The Employment Non-Discrimination Act, which would ban workplace and hiring bias on the basis of sexual orientation and gender identity, was first proposed by Congress in 1994. Today, with the support of every Democrat and 10 Republicans, the bill finally finally passed the Senate.

The future of ENDA in the GOP-controlled House of Representatives is less certain, despite a recent survey from conservative pollster Alex Lundry and Americans for Workplace Opportunity that shows that two-thirds of registered voters and 56% of Republicans support its protections. House Speaker John Boehner, R-Ohio, said this week that he does not back the bill, and the conservative side of his party – which he’s struggled to control – will likely go nowhere near it.

The same poll shows that a majority of Americans are under the misconception that a nationwide prohibition on workplace discrimination toward LGBT individuals is already in place. Only 17 states ban employers from refusing to hire or promote people based on sexual orientation and gender identity, and another four extend those protections to gay men, lesbians and bisexuals, but not transgender workers.

Katharine Parker, New York-based partner of the law firm Proskauer Rose LLP, says most large employers “value diversity and strive to foster and maintain a diverse and inclusive environment,” so many have of their own prerogative initiated LGBT non-discrimination policies, which may add to the impression that it’s already the law of the land.

“Slightly more than half the states don’t have laws in place that prohibit discrimination on the basis of sexual orientation,” Parker says. “So employers in those jurisdictions certainly will need to pay attention, and they may need to update their policies if they haven’t voluntarily. Employers may need to factor this into benefit planning, and to update other policies, not just the non-discrimination policies. There may be other leave, sick or bereavement policies and the like which may need to be updated, should the law pass.”

Even if ENDA does not pass Congress, employers need to stay aware of all their local laws and regulations. Not just states, but more than 170 cities, counties and other localities have banned LGBT discrimination, including those in states that haven’t. And “they may see more of these laws passed,” should the effort fail at a national level, Parker says.

Boehner says his opposition to the legislation stems from the desire to respect business owners’ freedom of religion and speech. A spokesman for the speaker said this week that ENDA would “increase frivolous litigation and cost American jobs,” but Parker says, in her limited experience, this is not the case.

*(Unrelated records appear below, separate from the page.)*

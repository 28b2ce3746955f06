use std::sync::{Arc, Mutex};
use std::time::Duration;

use todo_svc::breaker::{BreakerConfig, CircuitBreaker, State};
use todo_svc::context::Context;
use todo_svc::error::TodoError;

fn fail(cb: &CircuitBreaker, ctx: &Context) {
    assert!(cb.ready());
    let _ = cb.done::<()>(ctx, Err(TodoError::unknown("boom")));
}

fn succeed(cb: &CircuitBreaker, ctx: &Context) {
    assert!(cb.ready());
    cb.done(ctx, Ok(())).unwrap();
}

fn recording_breaker(config: BreakerConfig) -> (CircuitBreaker, Arc<Mutex<Vec<(State, State)>>>) {
    let seen = Arc::new(Mutex::new(Vec::new()));
    let sink = Arc::clone(&seen);
    let cb = CircuitBreaker::new(config).with_state_change_hook(Arc::new(move |old: State, new: State| {
        sink.lock().unwrap().push((old, new));
    }));
    (cb, seen)
}

#[tokio::test(start_paused = true)]
async fn test_trips_after_three_consecutive_failures() {
    let cb = CircuitBreaker::default();
    let ctx = Context::background();

    fail(&cb, &ctx);
    fail(&cb, &ctx);
    assert!(cb.ready());
    let _ = cb.done::<()>(&ctx, Err(TodoError::unknown("boom")));

    assert_eq!(cb.state(), State::Open);
    assert!(!cb.ready());
    assert_eq!(cb.counters().consecutive_failures, 3);
}

#[tokio::test(start_paused = true)]
async fn test_success_resets_consecutive_count() {
    let cb = CircuitBreaker::default();
    let ctx = Context::background();

    fail(&cb, &ctx);
    fail(&cb, &ctx);
    succeed(&cb, &ctx);
    fail(&cb, &ctx);
    fail(&cb, &ctx);
    assert_eq!(cb.state(), State::Closed);
    assert!(cb.ready());

    let _ = cb.done::<()>(&ctx, Err(TodoError::unknown("boom")));
    assert_eq!(cb.state(), State::Open);
}

#[tokio::test(start_paused = true)]
async fn test_done_returns_its_input() {
    let cb = CircuitBreaker::default();
    let ctx = Context::background();

    assert!(cb.ready());
    let err = cb.done::<()>(&ctx, Err(TodoError::unknown("exact error"))).unwrap_err();
    assert_eq!(err.to_string(), "exact error");

    assert!(cb.ready());
    assert_eq!(cb.done(&ctx, Ok(17)).unwrap(), 17);
}

#[tokio::test(start_paused = true)]
async fn test_reopens_for_trial_after_cooldown() {
    let (cb, seen) = recording_breaker(BreakerConfig::default());
    let ctx = Context::background();
    for _ in 0..3 {
        fail(&cb, &ctx);
    }

    tokio::time::advance(Duration::from_secs(59)).await;
    assert!(!cb.ready());
    assert_eq!(cb.state(), State::Open);

    tokio::time::advance(Duration::from_secs(2)).await;
    assert!(cb.ready());
    assert_eq!(cb.state(), State::HalfOpen);
    // One probe at a time.
    assert!(!cb.ready());

    cb.done(&ctx, Ok(())).unwrap();
    assert_eq!(cb.state(), State::Closed);
    assert!(cb.ready());

    assert_eq!(
        *seen.lock().unwrap(),
        vec![
            (State::Closed, State::Open),
            (State::Open, State::HalfOpen),
            (State::HalfOpen, State::Closed),
        ]
    );
}

#[tokio::test(start_paused = true)]
async fn test_failed_trial_restarts_cooldown() {
    let cb = CircuitBreaker::default();
    let ctx = Context::background();
    for _ in 0..3 {
        fail(&cb, &ctx);
    }

    tokio::time::advance(Duration::from_secs(61)).await;
    fail(&cb, &ctx);
    assert_eq!(cb.state(), State::Open);

    tokio::time::advance(Duration::from_secs(30)).await;
    assert!(!cb.ready());
    tokio::time::advance(Duration::from_secs(31)).await;
    assert!(cb.ready());
}

#[tokio::test(start_paused = true)]
async fn test_half_open_admits_configured_trials() {
    let cb = CircuitBreaker::new(BreakerConfig {
        threshold: 1,
        cooldown: Duration::from_secs(5),
        half_open_probes: 2,
    });
    let ctx = Context::background();
    fail(&cb, &ctx);

    tokio::time::advance(Duration::from_secs(5)).await;
    assert!(cb.ready());
    assert!(cb.ready());
    assert!(!cb.ready());
}

#[tokio::test(start_paused = true)]
async fn test_cancelled_calls_are_not_failures() {
    let cb = CircuitBreaker::default();
    let ctx = Context::background();
    ctx.cancel();

    for _ in 0..5 {
        fail(&cb, &ctx);
    }
    assert_eq!(cb.state(), State::Closed);
    assert_eq!(cb.counters().failures, 0);
}

#[tokio::test(start_paused = true)]
async fn test_abandoned_trial_call_frees_its_slot() {
    let cb = CircuitBreaker::default();
    let ctx = Context::background();
    for _ in 0..3 {
        fail(&cb, &ctx);
    }
    tokio::time::advance(Duration::from_secs(60)).await;

    let probe = cb.try_call(&ctx).expect("probe admitted");
    drop(probe);
    assert_eq!(cb.state(), State::HalfOpen);
    assert!(cb.ready());
}

#[tokio::test(start_paused = true)]
async fn test_late_success_from_before_trip_does_not_close() {
    let cb = CircuitBreaker::default();
    let ctx = Context::background();
    let slow = cb.try_call(&ctx).expect("admitted while closed");

    for _ in 0..3 {
        fail(&cb, &ctx);
    }
    tokio::time::advance(Duration::from_secs(61)).await;
    let probe = cb.try_call(&ctx).expect("probe admitted");
    assert_eq!(cb.state(), State::HalfOpen);

    slow.finish(Ok(())).unwrap();
    assert_eq!(cb.state(), State::HalfOpen);
    assert!(cb.try_call(&ctx).is_none());

    probe.finish(Ok(())).unwrap();
    assert_eq!(cb.state(), State::Closed);
}

#[tokio::test(start_paused = true)]
async fn test_late_cancellation_does_not_free_a_trial_slot() {
    let cb = CircuitBreaker::default();
    let ctx = Context::background();
    let slow_ctx = Context::background();
    let slow = cb.try_call(&slow_ctx).expect("admitted while closed");

    for _ in 0..3 {
        fail(&cb, &ctx);
    }
    tokio::time::advance(Duration::from_secs(61)).await;
    let _probe = cb.try_call(&ctx).expect("probe admitted");

    slow_ctx.cancel();
    let _ = slow.finish::<()>(Err(TodoError::unknown("context canceled")));
    assert!(cb.try_call(&ctx).is_none());
    assert!(!cb.ready());
}

#[tokio::test(start_paused = true)]
async fn test_late_failure_after_recovery_is_ignored() {
    let cb = CircuitBreaker::new(BreakerConfig {
        threshold: 1,
        ..BreakerConfig::default()
    });
    let ctx = Context::background();
    let slow = cb.try_call(&ctx).expect("admitted while closed");

    fail(&cb, &ctx);
    tokio::time::advance(Duration::from_secs(60)).await;
    succeed(&cb, &ctx);
    assert_eq!(cb.state(), State::Closed);

    let _ = slow.finish::<()>(Err(TodoError::unknown("boom")));
    assert_eq!(cb.state(), State::Closed);
}

#[tokio::test(start_paused = true)]
async fn test_panicking_hook_does_not_block_transition() {
    let cb = CircuitBreaker::default().with_state_change_hook(Arc::new(|_: State, _: State| {
        panic!("observer bug");
    }));
    let ctx = Context::background();
    for _ in 0..3 {
        fail(&cb, &ctx);
    }
    assert_eq!(cb.state(), State::Open);
}

#[tokio::test(flavor = "multi_thread", worker_threads = 8)]
async fn test_concurrent_outcomes_are_not_lost() {
    let cb = Arc::new(CircuitBreaker::new(BreakerConfig {
        threshold: 10_000,
        ..BreakerConfig::default()
    }));
    let mut handles = Vec::new();
    for _ in 0..16 {
        let cb = Arc::clone(&cb);
        handles.push(tokio::spawn(async move {
            let ctx = Context::background();
            for _ in 0..100 {
                assert!(cb.ready());
                let _ = cb.done::<()>(&ctx, Err(TodoError::unknown("boom")));
            }
        }));
    }
    for h in handles {
        h.await.unwrap();
    }

    let counters = cb.counters();
    assert_eq!(counters.requests, 1600);
    assert_eq!(counters.failures, 1600);
    assert_eq!(counters.consecutive_failures, 1600);
    assert_eq!(cb.state(), State::Closed);
}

“I know mostly about New York. We have not seen a flood of litigation; the New York state law was amended in 2003, and we did not see a huge uptick in litigation,” she says. Parker was chair of the labor and employment committee for the New York City Bar Association, which issued a joint report on ENDA. Between 2004 and 2009, of 1,587 employment discrimination claims that were filed with the New York City Commission on Human Rights, only 92 of those were based on sexual orientation, she notes.

Parker says this time, “what’s notable is there is bipartisan support” for workplace LGBT rights, which might not have been the case even as recently as last year. Employers should keep their ears to the ground and not write ENDA off, even if it fails in 2013’s Congress.

“What we’re seeing is greater and greater acceptance and support for equal opportunity in the workplace … especially regarding sexual orientation, there’s been increasing support for that,” she says. “We’ve seen that reported in polls, we’ve seen it in popular media and we’ve seen employers adopting those policies even where the laws aren’t in place.”